Exercise instructions> Print every record exactly, with nothing added or left out.
_ _ _
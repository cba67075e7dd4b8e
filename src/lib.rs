//! 3D Richardson-Lucy deconvolution on top of a direct spatial convolution.
//!
//! The core lives in [`filters`]: [`filters::convolution`] implements the zero-padded 3D
//! convolution and [`filters::deconvolution`] runs Richardson-Lucy iterations with it. The
//! [`pipeline`] applies one deconvolver to every channel of a multi-channel acquisition, reading
//! and writing through the [`io`] formats.

pub mod config;
pub mod data_container;
pub mod errors;
pub mod filters;
pub mod io;
pub mod math_tools;
pub mod pipeline;

pub use errors::{
    DeconvolutionError, DeconvolutionResult, PipelineError, PipelineResult, ShapeIssue, Stage,
};
pub use filters::convolution::{convolve3d, ConvolutionOptions, Convolver, EdgeMode, Padding};
pub use filters::deconvolution::{richardson_lucy, RichardsonLucy};
pub use pipeline::{ChannelPipeline, PipelineReport};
_ _ _
Your solution>
repository cba67075e7dd4b8e
filename src/lib.rs
//! 3D Richardson-Lucy deconvolution on top of a direct spatial convolution.
//!
//! The core lives in [`filters`]: [`filters::convolution`] implements the zero-padded 3D
//! convolution and [`filters::deconvolution`] runs Richardson-Lucy iterations with it. The
//! [`pipeline`] applies one deconvolver to every channel of a multi-channel acquisition, reading
//! and writing through the [`io`] formats.

pub mod config;
pub mod data_container;
pub mod errors;
pub mod filters;
pub mod io;
pub mod math_tools;
pub mod pipeline;

pub use errors::{
    DeconvolutionError, DeconvolutionResult, PipelineError, PipelineResult, ShapeIssue, Stage,
};
pub use filters::convolution::{convolve3d, ConvolutionOptions, Convolver, EdgeMode, Padding};
pub use filters::deconvolution::{richardson_lucy, RichardsonLucy};
pub use pipeline::{ChannelPipeline, PipelineReport};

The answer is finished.